■ WHAT THE TASK REQUIRES
Tally the lines of the entries below that hold the word "enabled", and please give only the total.

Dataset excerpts
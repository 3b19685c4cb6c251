// Tab alert timer - blinks the window title until stopped.

use std::sync::{Arc, Mutex};
use std::time::Duration;

use crate::core::platform::TitleSurface;

/// Tick interval for the title flip.
pub const BLINK_INTERVAL: Duration = Duration::from_millis(1000);

#[derive(Debug, Clone, Copy, PartialEq, Eq)]
pub enum BlinkPhase {
    Alert,
    Original,
}

#[derive(Debug)]
enum BlinkState {
    Idle,
    Blinking {
        generation: u64,
        phase: BlinkPhase,
        message: String,
    },
}

#[derive(Debug)]
struct TimerShared {
    state: BlinkState,
    /// Title captured before the first start of the session; every restore
    /// goes back to this exact value.
    original_title: Option<String>,
    next_generation: u64,
}

/// Cancellable periodic title blinker. At most one ticker is ever active:
/// each `start` bumps a generation counter, and a ticker that wakes up with
/// a stale generation exits instead of racing the new one on the title.
#[derive(Clone)]
pub struct TabAlertTimer {
    surface: Arc<dyn TitleSurface>,
    shared: Arc<Mutex<TimerShared>>,
}

fn alert_title(message: &str) -> String {
    format!("\u{26a0} {message}")
}

impl TabAlertTimer {
    pub fn new(surface: Arc<dyn TitleSurface>) -> Self {
        Self {
            surface,
            shared: Arc::new(Mutex::new(TimerShared {
                state: BlinkState::Idle,
                original_title: None,
                next_generation: 0,
            })),
        }
    }

    /// Begin (or restart) blinking with the given message. A running cycle
    /// is replaced, starting again from the alert phase.
    pub fn start(&self, message: &str) {
        let generation = {
            let mut shared = self.shared.lock().unwrap();
            let generation = shared.next_generation;
            shared.next_generation += 1;
            if shared.original_title.is_none() {
                shared.original_title = Some(self.surface.current_title());
            }
            shared.state = BlinkState::Blinking {
                generation,
                phase: BlinkPhase::Alert,
                message: message.to_string(),
            };
            generation
        };

        self.surface.set_title(&alert_title(message));

        let surface = Arc::clone(&self.surface);
        let shared = Arc::clone(&self.shared);
        tokio::spawn(async move {
            loop {
                tokio::time::sleep(BLINK_INTERVAL).await;

                let next_title = {
                    let mut guard = shared.lock().unwrap();
                    let original = guard.original_title.clone().unwrap_or_default();
                    match &mut guard.state {
                        BlinkState::Blinking {
                            generation: active,
                            phase,
                            message,
                        } if *active == generation => {
                            *phase = match phase {
                                BlinkPhase::Alert => BlinkPhase::Original,
                                BlinkPhase::Original => BlinkPhase::Alert,
                            };
                            match phase {
                                BlinkPhase::Alert => alert_title(message),
                                BlinkPhase::Original => original,
                            }
                        }
                        // Stopped or superseded by a newer start.
                        _ => break,
                    }
                };

                surface.set_title(&next_title);
            }
        });
    }

    /// Cancel the tick and restore the pre-first-start title. Calling stop
    /// while idle is a no-op.
    pub fn stop(&self) {
        let restore = {
            let mut shared = self.shared.lock().unwrap();
            if matches!(shared.state, BlinkState::Idle) {
                return;
            }
            shared.state = BlinkState::Idle;
            shared.original_title.clone()
        };

        if let Some(title) = restore {
            self.surface.set_title(&title);
        }
    }

    pub fn is_blinking(&self) -> bool {
        matches!(
            self.shared.lock().unwrap().state,
            BlinkState::Blinking { .. }
        )
    }
}
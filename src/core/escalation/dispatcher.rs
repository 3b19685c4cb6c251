// Escalation dispatcher - fires the tab, push, and sound tiers.

use std::sync::Arc;
use std::time::Duration;

use crate::core::model::{NotificationPreferences, PushPermission, WorkItem};
use crate::core::permissions::PermissionGateway;
use crate::core::platform::{
    AlertSounder, PushNote, PushNotifier, ACTION_ACKNOWLEDGE, ACTION_VIEW,
};

use super::tab_alert::TabAlertTimer;

/// Notification heading shown by the push tier.
pub const PUSH_TITLE: &str = "TriageWatcher";

/// Window after which a shown notification is dismissed, where the platform
/// lets us control that.
pub const PUSH_AUTO_DISMISS: Duration = Duration::from_secs(30);

/// Human-readable urgency summary, singular/plural aware.
pub fn count_message(count: usize) -> String {
    if count == 1 {
        "1 urgent item requires attention".to_string()
    } else {
        format!("{count} urgent items require attention")
    }
}

/// Dispatches one escalation cycle across the tiers that preferences and
/// permissions allow. The visual tier is not dispatched here: it is the
/// continuous `requires_attention` flag the UI reads from the classifier.
pub struct EscalationDispatcher {
    timer: TabAlertTimer,
    notifier: Arc<dyn PushNotifier>,
    sounder: Arc<dyn AlertSounder>,
}

impl EscalationDispatcher {
    pub fn new(
        timer: TabAlertTimer,
        notifier: Arc<dyn PushNotifier>,
        sounder: Arc<dyn AlertSounder>,
    ) -> Self {
        Self {
            timer,
            notifier,
            sounder,
        }
    }

    pub fn timer(&self) -> &TabAlertTimer {
        &self.timer
    }

    /// Fire one escalation cycle for the given urgent set. Each tier is
    /// gated independently and a failing tier never blocks the others; a
    /// failed attempt is simply retried by whatever triggers the next cycle.
    pub fn trigger(
        &self,
        urgent_items: &[WorkItem],
        prefs: &NotificationPreferences,
        permissions: &PermissionGateway,
    ) {
        if !prefs.enabled || urgent_items.is_empty() {
            return;
        }

        let message = count_message(urgent_items.len());

        if prefs.tiers.tab {
            self.timer.start(&message);
        }

        if prefs.tiers.push
            && permissions.push() == PushPermission::Granted
            && self.notifier.is_available()
        {
            let note = PushNote {
                title: PUSH_TITLE.to_string(),
                body: message.clone(),
                actions: vec![ACTION_VIEW, ACTION_ACKNOWLEDGE],
                auto_dismiss: PUSH_AUTO_DISMISS,
            };
            if let Err(e) = self.notifier.show(&note) {
                log::warn!("push notification failed: {e}");
            }
        }

        if prefs.tiers.sound && permissions.audio() {
            if let Err(e) = self.sounder.replay() {
                log::warn!("alert sound failed: {e}");
            }
        }
    }
}

#[cfg(test)]
mod tests {
    use super::*;
    use crate::core::model::{PreferencesPatch, TierPatch, STATUS_PENDING};
    use crate::core::preferences::PreferenceStore;
    use crate::core::test_support::{CountingSounder, FakeTitleSurface, RecordingNotifier};

    fn urgent(id: &str) -> WorkItem {
        WorkItem {
            id: id.to_string(),
            status: STATUS_PENDING.to_string(),
            deleted: false,
            priority: "high".to_string(),
            amount: None,
            currency: String::new(),
        }
    }

    struct Fixture {
        surface: Arc<FakeTitleSurface>,
        notifier: Arc<RecordingNotifier>,
        sounder: Arc<CountingSounder>,
        dispatcher: EscalationDispatcher,
    }

    fn make_fixture(notifier: RecordingNotifier, sounder: CountingSounder) -> Fixture {
        let surface = Arc::new(FakeTitleSurface::new("Work Queue"));
        let notifier = Arc::new(notifier);
        let sounder = Arc::new(sounder);
        let dispatcher = EscalationDispatcher::new(
            TabAlertTimer::new(surface.clone()),
            notifier.clone(),
            sounder.clone(),
        );
        Fixture {
            surface,
            notifier,
            sounder,
            dispatcher,
        }
    }

    fn all_tiers_on(permissions: &mut PermissionGateway) -> NotificationPreferences {
        permissions.record_push(PushPermission::Granted);
        permissions.grant_audio();
        let mut store = PreferenceStore::new();
        store.apply(&PreferencesPatch {
            enabled: None,
            tiers: TierPatch {
                push: Some(true),
                sound: Some(true),
                ..TierPatch::default()
            },
        })
    }

    #[test]
    fn test_message_is_singular_plural_aware() {
        assert_eq!(count_message(1), "1 urgent item requires attention");
        assert_eq!(count_message(3), "3 urgent items require attention");
    }

    #[tokio::test(start_paused = true)]
    async fn test_master_switch_off_means_no_side_effects() {
        let fixture = make_fixture(
            RecordingNotifier::new(PushPermission::Granted),
            CountingSounder::new(),
        );
        let mut permissions = PermissionGateway::new();
        let mut prefs = all_tiers_on(&mut permissions);
        prefs.enabled = false;

        fixture
            .dispatcher
            .trigger(&[urgent("a")], &prefs, &permissions);

        assert!(!fixture.dispatcher.timer().is_blinking());
        assert_eq!(fixture.notifier.shown_count(), 0);
        assert_eq!(fixture.sounder.replay_count(), 0);
        assert_eq!(fixture.surface.write_count(), 0);
    }

    #[tokio::test(start_paused = true)]
    async fn test_empty_urgent_set_is_a_noop() {
        let fixture = make_fixture(
            RecordingNotifier::new(PushPermission::Granted),
            CountingSounder::new(),
        );
        let mut permissions = PermissionGateway::new();
        let prefs = all_tiers_on(&mut permissions);

        fixture.dispatcher.trigger(&[], &prefs, &permissions);

        assert!(!fixture.dispatcher.timer().is_blinking());
        assert_eq!(fixture.notifier.shown_count(), 0);
    }

    #[tokio::test(start_paused = true)]
    async fn test_all_tiers_fire_when_allowed() {
        let fixture = make_fixture(
            RecordingNotifier::new(PushPermission::Granted),
            CountingSounder::new(),
        );
        let mut permissions = PermissionGateway::new();
        let prefs = all_tiers_on(&mut permissions);

        fixture
            .dispatcher
            .trigger(&[urgent("a"), urgent("b")], &prefs, &permissions);

        assert!(fixture.dispatcher.timer().is_blinking());
        assert_eq!(
            fixture.surface.title(),
            "\u{26a0} 2 urgent items require attention"
        );
        assert_eq!(fixture.sounder.replay_count(), 1);

        let shown = fixture.notifier.shown.lock().unwrap();
        assert_eq!(shown.len(), 1);
        assert_eq!(shown[0].body, "2 urgent items require attention");
        assert_eq!(shown[0].actions, vec![ACTION_VIEW, ACTION_ACKNOWLEDGE]);
        assert_eq!(shown[0].auto_dismiss, PUSH_AUTO_DISMISS);
    }

    #[tokio::test(start_paused = true)]
    async fn test_push_requires_granted_permission() {
        let fixture = make_fixture(
            RecordingNotifier::new(PushPermission::Default),
            CountingSounder::new(),
        );
        let mut permissions = PermissionGateway::new();
        let mut store = PreferenceStore::new();
        let prefs = store.apply(&PreferencesPatch {
            enabled: None,
            tiers: TierPatch::push_on(),
        });
        // Tier is on but the platform never granted permission.
        permissions.grant_audio();

        fixture
            .dispatcher
            .trigger(&[urgent("a")], &prefs, &permissions);

        assert_eq!(fixture.notifier.shown_count(), 0);
        // The tab tier still fired.
        assert!(fixture.dispatcher.timer().is_blinking());
    }

    #[tokio::test(start_paused = true)]
    async fn test_absent_platform_capability_short_circuits() {
        let fixture = make_fixture(RecordingNotifier::unavailable(), CountingSounder::new());
        let mut permissions = PermissionGateway::new();
        let prefs = all_tiers_on(&mut permissions);

        fixture
            .dispatcher
            .trigger(&[urgent("a")], &prefs, &permissions);

        assert_eq!(fixture.notifier.shown_count(), 0);
        assert_eq!(fixture.sounder.replay_count(), 1);
    }

    #[tokio::test(start_paused = true)]
    async fn test_one_tier_failure_never_blocks_the_others() {
        let mut notifier = RecordingNotifier::new(PushPermission::Granted);
        notifier.fail_show = true;
        let fixture = make_fixture(notifier, CountingSounder::new());
        let mut permissions = PermissionGateway::new();
        let prefs = all_tiers_on(&mut permissions);

        fixture
            .dispatcher
            .trigger(&[urgent("a")], &prefs, &permissions);

        assert!(fixture.dispatcher.timer().is_blinking());
        assert_eq!(fixture.sounder.replay_count(), 1);
    }

    #[tokio::test(start_paused = true)]
    async fn test_each_trigger_replays_the_sound() {
        let fixture = make_fixture(
            RecordingNotifier::new(PushPermission::Granted),
            CountingSounder::new(),
        );
        let mut permissions = PermissionGateway::new();
        let prefs = all_tiers_on(&mut permissions);

        fixture
            .dispatcher
            .trigger(&[urgent("a")], &prefs, &permissions);
        fixture
            .dispatcher
            .trigger(&[urgent("a")], &prefs, &permissions);

        assert_eq!(fixture.sounder.replay_count(), 2);
    }
}
use serde::{Deserialize, Serialize};

pub type ItemId = String;

/// Lifecycle state that makes an item eligible for urgency evaluation.
pub const STATUS_PENDING: &str = "pending";
/// Priority value that triggers urgency regardless of amount.
pub const PRIORITY_HIGH: &str = "high";

/// A work item as delivered by the queue collaborator. Read-only to the
/// engine; unknown fields from the collaborator are ignored on deserialize.
#[derive(Debug, Clone, PartialEq, Serialize, Deserialize)]
pub struct WorkItem {
    pub id: ItemId,
    pub status: String,
    #[serde(default)]
    pub deleted: bool,
    #[serde(default)]
    pub priority: String,
    #[serde(default)]
    pub amount: Option<f64>,
    /// ISO-like currency code, meaningful whenever `amount` is set.
    #[serde(default)]
    pub currency: String,
}

impl WorkItem {
    /// Eligible for urgency evaluation: pending and not deleted.
    pub fn is_eligible(&self) -> bool {
        self.status == STATUS_PENDING && !self.deleted
    }

    pub fn is_high_priority(&self) -> bool {
        self.priority == PRIORITY_HIGH
    }
}

/// Per-tier alert toggles. Advisory only while `enabled` is true on the
/// enclosing preferences.
#[derive(Debug, Clone, Copy, PartialEq, Eq, Serialize, Deserialize)]
pub struct TierToggles {
    pub visual: bool,
    pub tab: bool,
    pub push: bool,
    pub sound: bool,
}

#[derive(Debug, Clone, Copy, PartialEq, Eq, Serialize, Deserialize)]
pub struct NotificationPreferences {
    /// Master switch; no tier fires while false.
    pub enabled: bool,
    pub tiers: TierToggles,
}

impl Default for NotificationPreferences {
    fn default() -> Self {
        // Push and sound stay off until the matching permission is granted.
        Self {
            enabled: true,
            tiers: TierToggles {
                visual: true,
                tab: true,
                push: false,
                sound: false,
            },
        }
    }
}

/// Partial preference update: `None` keeps the prior value, tier keys merge
/// individually.
#[derive(Debug, Clone, Default, Serialize, Deserialize)]
pub struct PreferencesPatch {
    #[serde(default)]
    pub enabled: Option<bool>,
    #[serde(default)]
    pub tiers: TierPatch,
}

#[derive(Debug, Clone, Copy, Default, Serialize, Deserialize)]
pub struct TierPatch {
    #[serde(default)]
    pub visual: Option<bool>,
    #[serde(default)]
    pub tab: Option<bool>,
    #[serde(default)]
    pub push: Option<bool>,
    #[serde(default)]
    pub sound: Option<bool>,
}

impl TierPatch {
    pub fn push_on() -> Self {
        Self {
            push: Some(true),
            ..Self::default()
        }
    }

    pub fn sound_on() -> Self {
        Self {
            sound: Some(true),
            ..Self::default()
        }
    }
}

/// Platform notification permission, mirroring the three states the host
/// reports ("default" until the user answers the prompt).
#[derive(Debug, Clone, Copy, PartialEq, Eq, Serialize, Deserialize)]
#[serde(rename_all = "lowercase")]
pub enum PushPermission {
    Default,
    Granted,
    Denied,
}

/// Classifier output for one pass over the item collection.
#[derive(Debug, Clone, PartialEq, Serialize)]
pub struct UrgencyReport {
    pub urgent_items: Vec<WorkItem>,
    /// The continuous visual tier: true while any urgent item exists.
    pub requires_attention: bool,
    /// Items urgent because `priority == "high"`. Not mutually exclusive
    /// with `large_amount_count`.
    pub high_priority_count: usize,
    /// Items urgent because the normalized amount exceeds the threshold.
    pub large_amount_count: usize,
}

/// Observable engine state for the rendering collaborator.
#[derive(Debug, Clone, Serialize)]
pub struct EngineSnapshot {
    pub push_permission: PushPermission,
    pub audio_permission: bool,
    pub acknowledged_items: Vec<ItemId>,
    pub preferences: NotificationPreferences,
}

#[cfg(test)]
mod tests {
    use super::*;

    fn pending_item(id: &str) -> WorkItem {
        WorkItem {
            id: id.to_string(),
            status: STATUS_PENDING.to_string(),
            deleted: false,
            priority: "low".to_string(),
            amount: None,
            currency: String::new(),
        }
    }

    #[test]
    fn test_eligibility_requires_pending_and_not_deleted() {
        let item = pending_item("a");
        assert!(item.is_eligible());

        let mut resolved = pending_item("b");
        resolved.status = "resolved".to_string();
        assert!(!resolved.is_eligible());

        let mut deleted = pending_item("c");
        deleted.deleted = true;
        assert!(!deleted.is_eligible());
    }

    #[test]
    fn test_work_item_deserialize_defaults() {
        let item: WorkItem =
            serde_json::from_str(r#"{"id": "x", "status": "pending"}"#).unwrap();
        assert!(item.is_eligible());
        assert!(!item.is_high_priority());
        assert_eq!(item.amount, None);
        assert_eq!(item.currency, "");
    }

    #[test]
    fn test_default_preferences_gate_permissioned_tiers() {
        let prefs = NotificationPreferences::default();
        assert!(prefs.enabled);
        assert!(prefs.tiers.visual && prefs.tiers.tab);
        assert!(!prefs.tiers.push && !prefs.tiers.sound);
    }

    #[test]
    fn test_push_permission_serializes_as_platform_strings() {
        assert_eq!(
            serde_json::to_string(&PushPermission::Default).unwrap(),
            "\"default\""
        );
        assert_eq!(
            serde_json::to_string(&PushPermission::Granted).unwrap(),
            "\"granted\""
        );
    }
}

■ ANSWER BOX
9